(MATERIAL TO PROCESS Opens)

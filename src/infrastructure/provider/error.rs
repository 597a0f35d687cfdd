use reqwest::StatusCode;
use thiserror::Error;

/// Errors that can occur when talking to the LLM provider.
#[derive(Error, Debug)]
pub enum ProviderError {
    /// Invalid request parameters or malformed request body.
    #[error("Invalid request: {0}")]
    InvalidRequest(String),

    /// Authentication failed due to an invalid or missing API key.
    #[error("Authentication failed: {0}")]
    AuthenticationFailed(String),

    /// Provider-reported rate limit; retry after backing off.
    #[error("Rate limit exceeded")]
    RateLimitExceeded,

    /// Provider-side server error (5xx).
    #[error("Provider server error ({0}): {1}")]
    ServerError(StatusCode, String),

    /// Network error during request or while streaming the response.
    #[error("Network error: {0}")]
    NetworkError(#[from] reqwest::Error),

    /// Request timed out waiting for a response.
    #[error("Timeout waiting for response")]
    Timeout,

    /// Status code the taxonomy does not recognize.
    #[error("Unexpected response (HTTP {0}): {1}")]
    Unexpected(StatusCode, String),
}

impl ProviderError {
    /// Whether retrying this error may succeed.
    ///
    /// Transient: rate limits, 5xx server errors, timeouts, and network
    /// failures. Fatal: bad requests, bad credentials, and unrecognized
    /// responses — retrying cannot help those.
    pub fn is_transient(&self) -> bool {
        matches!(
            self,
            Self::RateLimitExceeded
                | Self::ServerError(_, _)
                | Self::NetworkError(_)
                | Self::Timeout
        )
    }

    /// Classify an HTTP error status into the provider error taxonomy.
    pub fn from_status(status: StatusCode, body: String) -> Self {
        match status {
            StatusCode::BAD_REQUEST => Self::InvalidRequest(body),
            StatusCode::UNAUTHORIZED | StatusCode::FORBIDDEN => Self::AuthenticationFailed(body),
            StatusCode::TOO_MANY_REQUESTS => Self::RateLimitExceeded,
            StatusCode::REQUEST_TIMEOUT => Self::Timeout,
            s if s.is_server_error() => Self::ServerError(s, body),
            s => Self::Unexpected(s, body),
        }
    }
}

(MATERIAL TO PROCESS Closes)
(MATERIAL TO PROCESS Opens)

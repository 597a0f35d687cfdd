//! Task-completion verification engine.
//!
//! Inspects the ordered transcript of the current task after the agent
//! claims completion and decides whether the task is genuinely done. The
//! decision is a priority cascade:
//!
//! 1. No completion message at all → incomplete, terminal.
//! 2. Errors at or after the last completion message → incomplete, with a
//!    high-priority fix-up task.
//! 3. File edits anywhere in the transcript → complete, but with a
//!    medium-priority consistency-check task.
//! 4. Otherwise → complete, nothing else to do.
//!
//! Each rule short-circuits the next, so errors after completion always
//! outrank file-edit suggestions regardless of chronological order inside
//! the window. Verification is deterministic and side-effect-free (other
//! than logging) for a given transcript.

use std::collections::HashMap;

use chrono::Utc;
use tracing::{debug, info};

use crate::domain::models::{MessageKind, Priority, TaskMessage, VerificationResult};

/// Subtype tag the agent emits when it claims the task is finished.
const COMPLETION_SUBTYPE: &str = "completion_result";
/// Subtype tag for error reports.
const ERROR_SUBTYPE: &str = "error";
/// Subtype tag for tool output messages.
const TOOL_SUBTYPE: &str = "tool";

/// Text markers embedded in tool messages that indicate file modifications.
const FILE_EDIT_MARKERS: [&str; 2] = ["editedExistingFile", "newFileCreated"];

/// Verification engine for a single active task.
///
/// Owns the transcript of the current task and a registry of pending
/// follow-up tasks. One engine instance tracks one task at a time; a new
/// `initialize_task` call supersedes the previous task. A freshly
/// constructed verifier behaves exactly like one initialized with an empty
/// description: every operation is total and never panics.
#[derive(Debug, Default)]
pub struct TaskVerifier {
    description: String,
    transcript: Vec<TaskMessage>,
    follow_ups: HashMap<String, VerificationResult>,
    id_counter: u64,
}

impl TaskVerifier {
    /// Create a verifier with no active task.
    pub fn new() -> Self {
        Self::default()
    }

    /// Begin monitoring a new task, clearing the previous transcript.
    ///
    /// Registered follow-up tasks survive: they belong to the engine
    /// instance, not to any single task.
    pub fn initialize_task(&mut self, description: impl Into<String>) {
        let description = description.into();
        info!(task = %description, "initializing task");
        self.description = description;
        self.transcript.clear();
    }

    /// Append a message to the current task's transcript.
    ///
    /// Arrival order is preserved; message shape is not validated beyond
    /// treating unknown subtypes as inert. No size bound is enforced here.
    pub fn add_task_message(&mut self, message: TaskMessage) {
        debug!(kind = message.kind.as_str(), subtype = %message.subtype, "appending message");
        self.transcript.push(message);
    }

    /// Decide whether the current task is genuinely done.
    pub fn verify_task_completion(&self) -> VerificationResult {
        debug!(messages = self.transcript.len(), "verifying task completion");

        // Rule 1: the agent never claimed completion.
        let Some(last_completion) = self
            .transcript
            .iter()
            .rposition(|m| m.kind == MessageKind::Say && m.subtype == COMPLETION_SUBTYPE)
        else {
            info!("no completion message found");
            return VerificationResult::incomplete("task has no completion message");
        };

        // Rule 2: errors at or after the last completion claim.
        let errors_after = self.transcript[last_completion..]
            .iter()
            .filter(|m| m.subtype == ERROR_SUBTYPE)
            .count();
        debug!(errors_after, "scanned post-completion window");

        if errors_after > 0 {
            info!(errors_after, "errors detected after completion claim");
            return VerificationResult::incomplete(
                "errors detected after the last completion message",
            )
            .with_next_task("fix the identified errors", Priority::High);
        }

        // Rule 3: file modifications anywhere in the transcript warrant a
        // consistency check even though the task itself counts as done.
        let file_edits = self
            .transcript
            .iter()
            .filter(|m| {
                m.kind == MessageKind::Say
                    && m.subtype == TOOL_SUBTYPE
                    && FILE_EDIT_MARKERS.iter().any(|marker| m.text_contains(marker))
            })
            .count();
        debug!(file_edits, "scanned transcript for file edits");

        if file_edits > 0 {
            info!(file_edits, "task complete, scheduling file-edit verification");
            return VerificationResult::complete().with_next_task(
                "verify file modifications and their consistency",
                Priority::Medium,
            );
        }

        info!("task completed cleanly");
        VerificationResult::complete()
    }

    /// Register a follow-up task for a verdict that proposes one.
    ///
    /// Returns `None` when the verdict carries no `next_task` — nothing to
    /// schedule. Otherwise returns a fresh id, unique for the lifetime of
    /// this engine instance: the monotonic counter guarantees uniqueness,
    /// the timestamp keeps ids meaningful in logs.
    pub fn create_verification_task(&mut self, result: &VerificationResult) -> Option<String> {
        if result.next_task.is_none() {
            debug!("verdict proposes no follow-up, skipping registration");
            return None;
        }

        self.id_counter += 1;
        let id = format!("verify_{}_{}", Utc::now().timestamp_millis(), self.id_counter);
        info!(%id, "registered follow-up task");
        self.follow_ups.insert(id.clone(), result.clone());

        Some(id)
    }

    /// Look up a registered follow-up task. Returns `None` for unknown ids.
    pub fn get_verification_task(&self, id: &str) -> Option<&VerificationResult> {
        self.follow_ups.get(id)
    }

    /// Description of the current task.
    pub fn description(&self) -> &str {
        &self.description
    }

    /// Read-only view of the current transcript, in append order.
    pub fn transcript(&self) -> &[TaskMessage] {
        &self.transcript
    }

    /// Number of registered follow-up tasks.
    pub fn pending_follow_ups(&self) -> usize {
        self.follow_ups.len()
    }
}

(MATERIAL TO PROCESS Closes)

* **TASK INSTRUCTIONS**
Filter the data down to the lines that contain the string "incomplete", and copy them.

* **RESULT**
//! 1. No completion message at all → incomplete, terminal.
//! 2. Errors at or after the last completion message → incomplete, with a
            return VerificationResult::incomplete("task has no completion message");
            return VerificationResult::incomplete(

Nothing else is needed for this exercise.